TASK DIRECTIONS: Starting at the first line of the data below, repeat each line word for word up to and including the line with "cell is constructed.".

EXTRACTED MATERIAL:
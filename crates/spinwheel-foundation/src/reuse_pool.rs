//! Cell recycling for picker columns.
//!
//! Retired cells are kept per reuse identifier in LIFO order and handed back
//! out by [`CellReusePool::dequeue`] before any new cell is constructed.
//! The pool never touches the scene graph; attaching and detaching cells is
//! the caller's job.

use std::fmt;
use std::rc::Rc;

use indexmap::IndexMap;

use crate::cell::{CellNode, ReusableCell};
use crate::collections::map::HashMap;
use crate::error::PickerError;

/// Constructor registered for a reuse identifier.
pub type CellFactory<C> = Rc<dyn Fn() -> C>;

/// Policy for keeping retired cells around.
#[derive(Clone, Debug, PartialEq, Eq)]
pub struct CellReusePolicy {
    /// Maximum number of retired cells kept for each identifier.
    pub max_cells_per_identifier: usize,

    /// Whether retired cells are kept at all.
    pub enabled: bool,
}

impl Default for CellReusePolicy {
    fn default() -> Self {
        Self {
            max_cells_per_identifier: usize::MAX,
            enabled: true,
        }
    }
}

impl CellReusePolicy {
    /// Creates a policy keeping at most `max_cells_per_identifier` cells per queue.
    pub fn new(max_cells_per_identifier: usize) -> Self {
        Self {
            max_cells_per_identifier,
            enabled: true,
        }
    }

    /// Disables reuse; every dequeue constructs a new cell.
    pub fn disabled() -> Self {
        Self {
            max_cells_per_identifier: 0,
            enabled: false,
        }
    }
}

/// Counters describing pool traffic.
#[derive(Clone, Debug, Default, PartialEq, Eq)]
pub struct ReuseStats {
    /// Cells currently waiting in free lists.
    pub cells_in_pool: usize,

    /// Cells built through a registered factory.
    pub total_created: usize,

    /// Dequeues served from a free list.
    pub reuse_count: usize,
}

/// Free lists of retired cells keyed by reuse identifier.
pub struct CellReusePool<C: CellNode> {
    /// Registered factories, in registration order.
    factories: IndexMap<Rc<str>, CellFactory<C>>,

    /// Retired cells per identifier; the back of each list is reused first.
    free_cells: HashMap<Rc<str>, Vec<C>>,

    policy: CellReusePolicy,
    stats: ReuseStats,
}

impl<C: CellNode> CellReusePool<C> {
    /// Creates an empty pool with the default policy.
    pub fn new() -> Self {
        Self::with_policy(CellReusePolicy::default())
    }

    /// Creates an empty pool with the given policy.
    pub fn with_policy(policy: CellReusePolicy) -> Self {
        Self {
            factories: IndexMap::new(),
            free_cells: HashMap::default(),
            policy,
            stats: ReuseStats::default(),
        }
    }

    pub fn policy(&self) -> &CellReusePolicy {
        &self.policy
    }

    /// Replaces the policy, trimming free lists that now exceed it.
    pub fn set_policy(&mut self, policy: CellReusePolicy) {
        self.policy = policy;
        let limit = if self.policy.enabled {
            self.policy.max_cells_per_identifier
        } else {
            0
        };
        for cells in self.free_cells.values_mut() {
            cells.truncate(limit);
        }
        self.refresh_pool_count();
    }

    /// Associates `identifier` with a cell constructor.
    ///
    /// Registering an identifier again replaces its factory but keeps the
    /// cells already retired under it.
    pub fn register_identifier<F>(&mut self, identifier: impl Into<String>, factory: F)
    where
        F: Fn() -> C + 'static,
    {
        let identifier: Rc<str> = Rc::from(identifier.into());
        self.factories.insert(identifier, Rc::new(factory));
    }

    /// Whether `identifier` has a registered factory.
    pub fn is_registered(&self, identifier: &str) -> bool {
        self.factories.contains_key(identifier)
    }

    /// Registered identifiers in registration order.
    pub fn identifiers(&self) -> impl Iterator<Item = &str> {
        self.factories.keys().map(|id| id.as_ref())
    }

    /// Returns a cell for `identifier`, reusing the most recently retired one.
    ///
    /// # Panics
    ///
    /// Panics when no identifier is registered at all, or when `identifier`
    /// is not registered. Both indicate a misconfigured picker.
    pub fn dequeue(&mut self, identifier: &str) -> ReusableCell<C> {
        match self.try_dequeue(identifier) {
            Ok(cell) => cell,
            Err(err) => panic!("{err}"),
        }
    }

    /// Fallible form of [`dequeue`](Self::dequeue).
    pub fn try_dequeue(&mut self, identifier: &str) -> Result<ReusableCell<C>, PickerError> {
        if self.factories.is_empty() {
            return Err(PickerError::NoIdentifiersRegistered);
        }
        let Some((key, factory)) = self.factories.get_key_value(identifier) else {
            return Err(PickerError::UnknownIdentifier(identifier.to_string()));
        };
        let key = Rc::clone(key);

        if let Some(mut node) = self.free_cells.get_mut(identifier).and_then(Vec::pop) {
            node.prepare_for_reuse();
            self.stats.reuse_count += 1;
            self.stats.cells_in_pool -= 1;
            return Ok(ReusableCell::tagged(node, key));
        }

        let node = factory();
        self.stats.total_created += 1;
        Ok(ReusableCell::tagged(node, key))
    }

    /// Returns a cell to the free list of its identifier.
    ///
    /// Untagged cells, and cells over the policy limit, are dropped.
    pub fn enqueue(&mut self, cell: ReusableCell<C>) {
        if !self.policy.enabled {
            return;
        }
        let Some(identifier) = cell.identifier_rc() else {
            return;
        };
        let cells = self.free_cells.entry(identifier).or_default();
        if cells.len() < self.policy.max_cells_per_identifier {
            cells.push(cell.into_node());
            self.stats.cells_in_pool += 1;
        }
    }

    /// Number of retired cells waiting under `identifier`.
    pub fn available_count(&self, identifier: &str) -> usize {
        self.free_cells.get(identifier).map_or(0, Vec::len)
    }

    pub fn stats(&self) -> ReuseStats {
        self.stats.clone()
    }

    /// Drops every retired cell. Registrations are kept.
    pub fn clear(&mut self) {
        self.free_cells.clear();
        self.stats.cells_in_pool = 0;
    }

    fn refresh_pool_count(&mut self) {
        self.stats.cells_in_pool = self.free_cells.values().map(Vec::len).sum();
    }
}

impl<C: CellNode> Default for CellReusePool<C> {
    fn default() -> Self {
        Self::new()
    }
}

impl<C: CellNode> fmt::Debug for CellReusePool<C> {
    fn fmt(&self, f: &mut fmt::Formatter<'_>) -> fmt::Result {
        f.debug_struct("CellReusePool")
            .field("identifiers", &self.factories.keys().collect::<Vec<_>>())
            .field("policy", &self.policy)
            .field("stats", &self.stats)
            .finish()
    }
}

#[cfg(test)]
mod tests {
    use super::*;
    use crate::graphics::Point;
    use std::cell::Cell;

    #[derive(Debug, Default)]
    struct Probe {
        serial: u32,
        actions: Vec<&'static str>,
        child_actions: Vec<&'static str>,
    }

    impl CellNode for Probe {
        fn set_position(&mut self, _position: Point) {}
        fn set_alpha(&mut self, _alpha: f32) {}
        fn prepare_for_reuse(&mut self) {
            self.actions.clear();
            self.child_actions.clear();
        }
    }

    fn counting_pool() -> CellReusePool<Probe> {
        let next = Rc::new(Cell::new(0));
        let mut pool = CellReusePool::new();
        pool.register_identifier("cell", move || {
            next.set(next.get() + 1);
            Probe {
                serial: next.get(),
                ..Probe::default()
            }
        });
        pool
    }

    #[test]
    fn test_dequeue_constructs_when_empty() {
        let mut pool = counting_pool();

        let a = pool.dequeue("cell");
        let b = pool.dequeue("cell");

        assert_eq!(a.node().serial, 1);
        assert_eq!(b.node().serial, 2);
        assert_eq!(a.identifier(), Some("cell"));
        assert_eq!(pool.stats().total_created, 2);
        assert_eq!(pool.stats().reuse_count, 0);
    }

    #[test]
    fn test_reuse_returns_same_instance_prepared() {
        let mut pool = counting_pool();

        let mut cell = pool.dequeue("cell");
        cell.node_mut().actions.push("fade");
        cell.node_mut().child_actions.push("pulse");
        pool.enqueue(cell);
        assert_eq!(pool.available_count("cell"), 1);

        let reused = pool.dequeue("cell");
        assert_eq!(reused.node().serial, 1);
        assert!(reused.node().actions.is_empty());
        assert!(reused.node().child_actions.is_empty());
        assert_eq!(pool.stats().reuse_count, 1);
        assert_eq!(pool.available_count("cell"), 0);
    }

    #[test]
    fn test_free_list_is_lifo() {
        let mut pool = counting_pool();
        let first = pool.dequeue("cell");
        let second = pool.dequeue("cell");

        pool.enqueue(first);
        pool.enqueue(second);

        assert_eq!(pool.dequeue("cell").node().serial, 2);
        assert_eq!(pool.dequeue("cell").node().serial, 1);
    }

    #[test]
    fn test_untagged_cells_are_dropped() {
        let mut pool = counting_pool();
        pool.enqueue(ReusableCell::untagged(Probe::default()));

        assert_eq!(pool.stats().cells_in_pool, 0);
        assert_eq!(pool.available_count("cell"), 0);
    }

    #[test]
    fn test_policy_limit() {
        let mut pool = counting_pool();
        pool.set_policy(CellReusePolicy::new(2));

        let cells: Vec<_> = (0..5).map(|_| pool.dequeue("cell")).collect();
        for cell in cells {
            pool.enqueue(cell);
        }

        assert_eq!(pool.available_count("cell"), 2);
        assert_eq!(pool.stats().cells_in_pool, 2);
    }

    #[test]
    fn test_disabled_policy_never_reuses() {
        let mut pool = counting_pool();
        pool.set_policy(CellReusePolicy::disabled());

        let cell = pool.dequeue("cell");
        pool.enqueue(cell);

        assert_eq!(pool.dequeue("cell").node().serial, 2);
    }

    #[test]
    fn test_identifiers_keep_registration_order() {
        let mut pool = counting_pool();
        pool.register_identifier("header", Probe::default);

        assert_eq!(pool.identifiers().collect::<Vec<_>>(), vec!["cell", "header"]);
        assert!(pool.is_registered("header"));
    }

    #[test]
    fn test_try_dequeue_reports_configuration_errors() {
        let mut empty: CellReusePool<Probe> = CellReusePool::new();
        assert_eq!(
            empty.try_dequeue("cell").unwrap_err(),
            PickerError::NoIdentifiersRegistered
        );

        let mut pool = counting_pool();
        assert_eq!(
            pool.try_dequeue("missing").unwrap_err(),
            PickerError::UnknownIdentifier("missing".into())
        );
    }

    #[test]
    #[should_panic(expected = "no identifier is registered")]
    fn test_dequeue_without_registration_panics() {
        let mut pool: CellReusePool<Probe> = CellReusePool::new();
        let _ = pool.dequeue("cell");
    }
}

TASK SOLUTION:
filename crates/spinwheel-foundation/src/reuse_pool.rs
//! Cell recycling for picker columns.
//!
//! Retired cells are kept per reuse identifier in LIFO order and handed back
//! out by [`CellReusePool::dequeue`] before any new cell is constructed.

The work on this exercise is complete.